Spectral fluctuations in the Sachdev-Ye-Kitaev model

Abstract

Abstract We present a detailed quantitative analysis of spectral correlations in the Sachdev-Ye-Kitaev (SYK) model. We find that the deviations from universal Random Matrix Theory (RMT) behavior are due to a small number of long-wavelength fluctuations (of the order of the number of Majorana fermions N) from one realization of the ensemble to the next one. These modes can be parameterized effectively in terms of Q-Hermite orthogonal polynomials, the main contribution being due to scale fluctuations for which we give a simple analytical estimate. Our numerical results for N = 32 show that only the lowest eight polynomials are needed to eliminate the nonuniversal part of the spectral fluctuations.
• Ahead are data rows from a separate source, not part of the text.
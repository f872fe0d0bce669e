//! Override hooks of custom plugins
//!
//! Hooks run in two phases. The `options` hook shapes plugin options while the
//! plugin is being built and must answer synchronously. The `config` and
//! `result` hooks run around each compile and may return a pending future.

use futures_util::future::BoxFuture;
use serde_json::Value;
use std::future::Future;

use super::TransformOutput;
use crate::compiler::{CompileOutput, CompilerOptions, PartialConfig};
use crate::config::PluginOptions;
use crate::error::{PluginError, PluginResult};

/// Value produced by a hook, either right away or later
pub enum HookOutput<T> {
    Ready(T),
    Pending(BoxFuture<'static, T>),
}

impl<T> HookOutput<T> {
    pub fn pending(future: impl Future<Output = T> + Send + 'static) -> Self {
        HookOutput::Pending(Box::pin(future))
    }

    pub async fn resolve(self) -> T {
        match self {
            HookOutput::Ready(value) => value,
            HookOutput::Pending(future) => future.await,
        }
    }
}

/// What the `options` hook returns
#[derive(Debug, Clone, Default)]
pub struct OptionsOverride {
    /// Options only the custom hooks understand
    pub custom_options: Option<Value>,
    /// Replacement plugin options; `None` keeps the originals
    pub plugin_options: Option<PluginOptions>,
}

/// Passed to the `config` hook
#[derive(Debug, Clone)]
pub struct ConfigHookContext {
    pub code: String,
    pub custom_options: Option<Value>,
}

/// Passed to the `result` hook
#[derive(Debug, Clone)]
pub struct ResultHookContext {
    pub code: String,
    pub custom_options: Option<Value>,
    pub config: PartialConfig,
    pub transform_options: CompilerOptions,
}

pub type OptionsHook = Box<dyn Fn(&PluginOptions) -> HookOutput<OptionsOverride> + Send + Sync>;

pub type ConfigHook = Box<
    dyn Fn(&PartialConfig, ConfigHookContext) -> HookOutput<PluginResult<CompilerOptions>> + Send + Sync,
>;

pub type ResultHook = Box<
    dyn Fn(CompileOutput, ResultHookContext) -> HookOutput<PluginResult<TransformOutput>> + Send + Sync,
>;

/// Hooks a custom plugin uses to adjust the default behaviour
#[derive(Default)]
pub struct PluginOverrides {
    pub options: Option<OptionsHook>,
    pub config: Option<ConfigHook>,
    pub result: Option<ResultHook>,
}

impl PluginOverrides {
    pub fn new() -> Self {
        Self::default()
    }

    pub fn with_options(
        mut self,
        hook: impl Fn(&PluginOptions) -> HookOutput<OptionsOverride> + Send + Sync + 'static,
    ) -> Self {
        self.options = Some(Box::new(hook));
        self
    }

    pub fn with_config(
        mut self,
        hook: impl Fn(&PartialConfig, ConfigHookContext) -> HookOutput<PluginResult<CompilerOptions>>
            + Send
            + Sync
            + 'static,
    ) -> Self {
        self.config = Some(Box::new(hook));
        self
    }

    pub fn with_result(
        mut self,
        hook: impl Fn(CompileOutput, ResultHookContext) -> HookOutput<PluginResult<TransformOutput>>
            + Send
            + Sync
            + 'static,
    ) -> Self {
        self.result = Some(Box::new(hook));
        self
    }
}

/// Run the `options` hook, which must complete synchronously
///
/// Returns the custom options and the plugin options to use from now on.
pub fn apply_options_hook(
    options: PluginOptions,
    overrides: &PluginOverrides,
) -> PluginResult<(Option<Value>, PluginOptions)> {
    let Some(hook) = &overrides.options else {
        return Ok((None, options));
    };

    match hook(&options) {
        HookOutput::Ready(overridden) => Ok((
            overridden.custom_options,
            overridden.plugin_options.unwrap_or(options),
        )),
        HookOutput::Pending(_) => Err(PluginError::AsyncOptionsHook),
    }
}
/// Wrap the linked modules for `format`
fn render(
    config: &BundleConfig,
    body: &str,
    exports: &[(String, String)],
    externals: &[String],
) -> String {
    let name = config.name.clone().unwrap_or_else(|| "bundle".to_string());
    let assignments = |target: &str| -> String {
        exports
            .iter()
            .map(|(exported, local)| format!("{}[{}] = {};\n", target, quote(exported), local))
            .collect()
    };
    let object: String = {
        let fields: Vec<String> = exports
            .iter()
            .map(|(exported, local)| format!("{}: {}", quote(exported), local))
            .collect();
        format!("{{ {} }}", fields.join(", "))
    };

    match config.format {
        OutputFormat::Es => {
            let mut out = String::new();
            for external in externals {
                out.push_str(external);
                out.push('\n');
            }
            out.push_str(body);
            if !exports.is_empty() {
                let specifiers: Vec<String> = exports
                    .iter()
                    .map(|(exported, local)| {
                        if exported == local {
                            local.clone()
                        } else {
                            format!("{} as {}", local, exported)
                        }
                    })
                    .collect();
                out.push_str(&format!("export {{ {} }};\n", specifiers.join(", ")));
            }
            out
        }
        OutputFormat::Cjs => format!("'use strict';\n\n{}{}", body, assignments("exports")),
        OutputFormat::Iife => format!(
            "var {} = (function () {{\n'use strict';\n\n{}return {};\n}})();\n",
            name, body, object
        ),
        OutputFormat::Amd => format!(
            "define(['exports'], (function (exports) {{ 'use strict';\n\n{}{}}}));\n",
            body,
            assignments("exports")
        ),
        OutputFormat::Umd => format!(
            "(function (global, factory) {{\n  typeof exports === 'object' && typeof module !== 'undefined' ? factory(exports) :\n  typeof define === 'function' && define.amd ? define(['exports'], factory) :\n  (global = typeof globalThis !== 'undefined' ? globalThis : global || self, factory(global.{} = {{}}));\n}})(this, (function (exports) {{ 'use strict';\n\n{}{}}}));\n",
            name,
            body,
            assignments("exports")
        ),
        OutputFormat::System => format!(
            "System.register([], (function (exports) {{\n  'use strict';\n  return {{\n    execute: (function () {{\n{}{}    }})\n  }};\n}}));\n",
            body,
            exports
                .iter()
                .map(|(exported, local)| format!("exports({}, {});\n", quote(exported), local))
                .collect::<String>()
        ),
    }
}

/// Bundle the entries of `config` into one chunk
pub async fn bundle(
    config: &BundleConfig,
    ctx: &dyn PluginContext,
    input: &InputPlugin,
    output: Option<&OutputPlugin>,
) -> BundleResult<BundleOutput> {
    if config.entries.is_empty() {
        return Err(BundleError::NoEntries);
    }

    let output_options = OutputOptions {
        format: config.format,
    };
    if let Some(plugin) = output {
        plugin.render_start(ctx, &output_options)?;
    }

    let mut graph = Graph {
        ctx,
        input,
        resolver: ModuleResolver::new(&config.base_path, &input.config().extensions),
        order: Vec::new(),
        modules: HashMap::new(),
        visiting: HashSet::new(),
        owners: HashMap::new(),
        externals: Vec::new(),
        deferred: HashMap::new(),
    };

    let mut entry_ids = Vec::with_capacity(config.entries.len());
    for entry in &config.entries {
        let id = canonical_id(entry)?;
        graph.visit(id.clone()).await?;
        entry_ids.push(id);
    }
    graph.link_helpers()?;

    let mut exports: Vec<(String, String)> = Vec::new();
    let mut exported_by: HashMap<String, String> = HashMap::new();
    for id in &entry_ids {
        let mut entry_exports: Vec<_> = graph.modules[id].exports.clone().into_iter().collect();
        entry_exports.sort();
        for (exported, local) in entry_exports {
            if let Some(first) = exported_by.insert(exported.clone(), id.clone()) {
                if &first != id {
                    return Err(BundleError::NameConflict {
                        name: exported,
                        first,
                        second: id.clone(),
                    });
                }
                continue;
            }
            exports.push((exported, local));
        }
    }

    let mut externals = Vec::new();
    let mut seen = HashSet::new();
    for (specifier, text) in &graph.externals {
        if config.format != OutputFormat::Es {
            return Err(BundleError::ExternalImport {
                specifier: specifier.clone(),
                format: config.format,
            });
        }
        if seen.insert(text.clone()) {
            externals.push(text.clone());
        }
    }

    let mut body = String::new();
    for id in &graph.order {
        body.push_str(&format!("// {}\n", display_id(id)));
        body.push_str(graph.modules[id].code.trim_end());
        body.push_str("\n\n");
    }

    let mut code = render(config, &body, &exports, &externals);
    let mut map = None;

    if let Some(plugin) = output {
        let chunk = ChunkInfo {
            file_name: config.file_name.clone(),
            is_entry: true,
            modules: graph.order.clone(),
        };
        if let Some(result) = plugin.render_chunk(&code, &chunk, &output_options).await? {
            code = result.code;
            map = result.map;
        }
    }

    info!(
        "bundled {} modules into {} ({})",
        graph.order.len(),
        config.file_name,
        config.format
    );
    Ok(BundleOutput {
        code,
        map,
        modules: graph.order,
    })
}

fn canonical_id(entry: &Path) -> BundleResult<String> {
    Ok(std::fs::canonicalize(entry)?.to_string_lossy().into_owned())
}
//! Tree Codec: nested locale trees <-> flat key paths.
//!
//! Locale files hold one nested JSON object per locale whose leaves are
//! strings. Entries address the same strings by dot-delimited key path.
//! Both directions are pure functions over owned maps.
//!
//! Content that cannot be a translation is skipped with a warning:
//! non-string leaves (arrays, numbers, booleans, null) and object keys that
//! are empty, padded with whitespace or contain `.`. Those are exactly the
//! segments the write-time validator rejects.

use crate::i18n::entry::LocaleValues;
use crate::i18n::validator::EntryValidator;
use serde_json::{Map, Value};
use std::collections::BTreeMap;
use tracing::warn;

/// key path -> value, for a single locale.
pub type FlatTree = BTreeMap<String, String>;

/// key path -> (locale -> value).
pub type FlatEntries = BTreeMap<String, LocaleValues>;

/// Flatten one locale tree into `key.path -> value`.
pub fn flatten(tree: &Value, locale: &str) -> FlatTree {
    let mut flat = FlatTree::new();
    match tree {
        Value::Object(map) => flatten_into(map, "", locale, &mut flat),
        other => warn!(
            "Locale '{}' root is {} rather than an object; nothing to flatten",
            locale,
            kind(other)
        ),
    }
    flat
}

fn flatten_into(map: &Map<String, Value>, prefix: &str, locale: &str, out: &mut FlatTree) {
    for (key, value) in map {
        if !EntryValidator::is_valid_segment(key) {
            warn!(
                "Skipping key '{}' under '{}' in '{}': not a valid key segment",
                key, prefix, locale
            );
            continue;
        }

        let path = if prefix.is_empty() {
            key.clone()
        } else {
            format!("{}.{}", prefix, key)
        };

        match value {
            Value::String(s) => {
                out.insert(path, s.clone());
            }
            Value::Object(child) => flatten_into(child, &path, locale, out),
            other => warn!(
                "Skipping non-string leaf '{}' in '{}' ({})",
                path,
                locale,
                kind(other)
            ),
        }
    }
}

/// Flatten every locale tree and merge per key across locales.
pub fn flatten_all(trees: &BTreeMap<String, Value>) -> FlatEntries {
    let mut merged = FlatEntries::new();
    for (locale, tree) in trees {
        merge_flat(&mut merged, locale, flatten(tree, locale));
    }
    merged
}

/// Fold one locale's flat tree into the cross-locale map.
pub fn merge_flat(merged: &mut FlatEntries, locale: &str, flat: FlatTree) {
    for (key_path, value) in flat {
        merged
            .entry(key_path)
            .or_default()
            .insert(locale.to_string(), value);
    }
}

/// Rebuild one tree per locale from flat entries.
///
/// Paths are applied in sorted order. When a path needs an object where a
/// string already sits (`a` and `a.b` both present), the object wins.
pub fn unflatten(entries: &FlatEntries) -> BTreeMap<String, Value> {
    let mut trees: BTreeMap<String, Value> = BTreeMap::new();
    for (key_path, values) in entries {
        for (locale, value) in values {
            let tree = trees
                .entry(locale.clone())
                .or_insert_with(|| Value::Object(Map::new()));
            set_path(tree, key_path, Value::String(value.clone()));
        }
    }
    trees
}

/// Set `key_path` in `tree`, creating intermediate objects as needed and
/// overwriting only the final leaf. Existing siblings are left untouched.
pub fn set_path(tree: &mut Value, key_path: &str, leaf: Value) {
    let segments: Vec<&str> = key_path.split('.').collect();
    let Some((last, parents)) = segments.split_last() else {
        return;
    };

    let mut node = tree;
    for segment in parents {
        let map = as_object_mut(node, key_path);
        node = map
            .entry(segment.to_string())
            .or_insert_with(|| Value::Object(Map::new()));
    }
    let map = as_object_mut(node, key_path);
    if let Some(Value::Object(_)) = map.get(*last) {
        warn!("Replacing nested object at '{}' with a string leaf", key_path);
    }
    map.insert(last.to_string(), leaf);
}

fn as_object_mut<'a>(node: &'a mut Value, key_path: &str) -> &'a mut Map<String, Value> {
    if !node.is_object() {
        warn!(
            "Replacing {} with an object while setting '{}'",
            kind(node),
            key_path
        );
        *node = Value::Object(Map::new());
    }
    match node {
        Value::Object(map) => map,
        _ => unreachable!("node was just made an object"),
    }
}

/// Read the string leaf at `key_path`, if any.
pub fn get_path<'a>(tree: &'a Value, key_path: &str) -> Option<&'a str> {
    key_path
        .split('.')
        .try_fold(tree, |node, segment| node.get(segment))
        .and_then(Value::as_str)
}

fn kind(value: &Value) -> &'static str {
    match value {
        Value::Null => "null",
        Value::Bool(_) => "a boolean",
        Value::Number(_) => "a number",
        Value::String(_) => "a string",
        Value::Array(_) => "an array",
        Value::Object(_) => "an object",
    }
}

#[cfg(test)]
mod tests {
    use super::*;
    use proptest::prelude::*;
    use serde_json::json;

    #[test]
    fn test_flatten_nested_tree() {
        let tree = json!({
            "buttons": { "save": "Save", "signOut": "Sign out" },
            "title": "Dashboard",
            "pos": { "receipt": { "total": "Total" } }
        });

        let flat = flatten(&tree, "en");
        assert_eq!(flat.len(), 4);
        assert_eq!(flat["buttons.save"], "Save");
        assert_eq!(flat["buttons.signOut"], "Sign out");
        assert_eq!(flat["title"], "Dashboard");
        assert_eq!(flat["pos.receipt.total"], "Total");
    }

    #[test]
    fn test_flatten_skips_non_string_leaves() {
        let tree = json!({
            "list": ["a", "b"],
            "count": 3,
            "flag": true,
            "nothing": null,
            "ok": "fine"
        });

        let flat = flatten(&tree, "en");
        assert_eq!(flat.len(), 1);
        assert_eq!(flat["ok"], "fine");
    }

    #[test]
    fn test_flatten_skips_dotted_and_empty_keys() {
        let tree = json!({ "a.b": "dotted", "": "empty", "c": "kept" });
        let flat = flatten(&tree, "en");
        assert_eq!(flat.keys().collect::<Vec<_>>(), vec!["c"]);
    }

    #[test]
    fn test_flatten_keeps_keys_the_validator_accepts() {
        let tree = json!({
            "errors": { "Not found": "Missing", " padded": "x", "a:b": "colon" },
            "straße": "Street"
        });
        let flat = flatten(&tree, "en");
        assert_eq!(
            flat.keys().collect::<Vec<_>>(),
            vec!["errors.Not found", "errors.a:b", "straße"]
        );
        assert!(flat.keys().all(|k| EntryValidator::is_valid_key_path(k)));
    }

    #[test]
    fn test_flatten_non_object_root_is_empty() {
        assert!(flatten(&json!(["x"]), "en").is_empty());
        assert!(flatten(&json!("x"), "en").is_empty());
    }

    #[test]
    fn test_flatten_all_merges_locales_per_key() {
        let mut trees = BTreeMap::new();
        trees.insert("en".to_string(), json!({ "buttons": { "save": "Save", "close": "Close" } }));
        trees.insert("nl".to_string(), json!({ "buttons": { "save": "Opslaan" } }));

        let merged = flatten_all(&trees);
        assert_eq!(merged.len(), 2);
        assert_eq!(merged["buttons.save"]["en"], "Save");
        assert_eq!(merged["buttons.save"]["nl"], "Opslaan");
        assert!(!merged["buttons.close"].contains_key("nl"));
    }

    #[test]
    fn test_unflatten_builds_one_tree_per_locale() {
        let mut entries = FlatEntries::new();
        entries.insert(
            "buttons.save".to_string(),
            [("en", "Save"), ("nl", "Opslaan")]
                .into_iter()
                .map(|(l, v)| (l.to_string(), v.to_string()))
                .collect(),
        );
        entries.insert(
            "title".to_string(),
            [("en".to_string(), "Home".to_string())].into_iter().collect(),
        );

        let trees = unflatten(&entries);
        assert_eq!(trees["en"], json!({ "buttons": { "save": "Save" }, "title": "Home" }));
        assert_eq!(trees["nl"], json!({ "buttons": { "save": "Opslaan" } }));
    }

    #[test]
    fn test_unflatten_colliding_prefix_prefers_object() {
        let mut entries = FlatEntries::new();
        entries.insert("a".to_string(), [("en".to_string(), "leaf".to_string())].into());
        entries.insert("a.b".to_string(), [("en".to_string(), "nested".to_string())].into());

        let trees = unflatten(&entries);
        assert_eq!(trees["en"], json!({ "a": { "b": "nested" } }));
    }

    #[test]
    fn test_set_path_preserves_siblings() {
        let mut tree = json!({ "buttons": { "save": "Save", "manual": "Kept" }, "other": "x" });
        set_path(&mut tree, "buttons.save", json!("Store"));
        set_path(&mut tree, "nav.home", json!("Home"));

        assert_eq!(
            tree,
            json!({
                "buttons": { "save": "Store", "manual": "Kept" },
                "other": "x",
                "nav": { "home": "Home" }
            })
        );
    }

    #[test]
    fn test_get_path() {
        let tree = json!({ "a": { "b": "c" }, "n": 1 });
        assert_eq!(get_path(&tree, "a.b"), Some("c"));
        assert_eq!(get_path(&tree, "a"), None);
        assert_eq!(get_path(&tree, "n"), None);
        assert_eq!(get_path(&tree, "missing.path"), None);
    }

    fn segment() -> impl Strategy<Value = String> {
        "[a-z][a-zA-Z0-9_]{0,6}"
    }

    /// Nested string-leaf trees without empty objects.
    fn tree_strategy() -> impl Strategy<Value = Value> {
        let leaf = "[a-zA-Z0-9 ,.!?]{0,12}".prop_map(Value::String);
        leaf.prop_recursive(4, 32, 5, |inner| {
            prop::collection::btree_map(segment(), inner, 1..5)
                .prop_map(|m| Value::Object(m.into_iter().collect()))
        })
        .prop_map(|v| match v {
            Value::Object(_) => v,
            other => json!({ "root": other }),
        })
    }

    proptest! {
        #[test]
        fn prop_unflatten_inverts_flatten(tree in tree_strategy()) {
            let flat = flatten(&tree, "en");
            let mut entries = FlatEntries::new();
            merge_flat(&mut entries, "en", flat);

            let trees = unflatten(&entries);
            prop_assert_eq!(&trees["en"], &tree);
        }

        #[test]
        fn prop_flatten_inverts_unflatten(
            keys in prop::collection::btree_set(
                prop::collection::vec(segment(), 1..4).prop_map(|s| s.join(".")),
                1..12,
            ),
            value in "[a-zA-Z ]{1,10}",
        ) {
            // Drop keys that are a strict prefix of another key.
            let keys: Vec<String> = keys
                .iter()
                .filter(|k| !keys.iter().any(|o| o.starts_with(&format!("{}.", k))))
                .cloned()
                .collect();

            let mut entries = FlatEntries::new();
            for key in &keys {
                entries.insert(
                    key.clone(),
                    [("en".to_string(), format!("{} {}", value, key))].into(),
                );
            }

            let trees = unflatten(&entries);
            let round_trip = flatten_all(&trees);
            prop_assert_eq!(round_trip, entries);
        }
    }
}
The covariance matrix of the coefficients of this expansion can be obtained analytically from low-order double-trace moments. We evaluate the covariance matrix of the first six moments and find that it agrees with the numerics. We also analyze the spectral correlations in terms of a nonlinear σ-model, which is derived through a Fierz transformation, and evaluate the one and two-point spectral correlation functions to two-loop order. The wide correlator is given by the sum of the universal RMT result and corrections whose lowest-order term corresponds to scale fluctuations. However, the loop expansion of the σ-model results in an ill-behaved expansion of the resolvent, and it gives universal RMT fluctuations not only for q = 4 or higher even q-body interactions, but also for the q = 2 SYK model albeit with a much smaller Thouless energy while the correct result in this case should have been Poisson statistics. In our numerical studies we analyze the number variance and spectral form factor for N = 32 and q = 4. We show that the quadratic deviation of the number variance for large energies appears as a peak for small times in the spectral form factor. After eliminating the long-wavelength fluctuations, we find quantitative agreement with RMT up to an exponentially large number of level spacings for the number variance or exponentially short times in the case of the spectral form factor.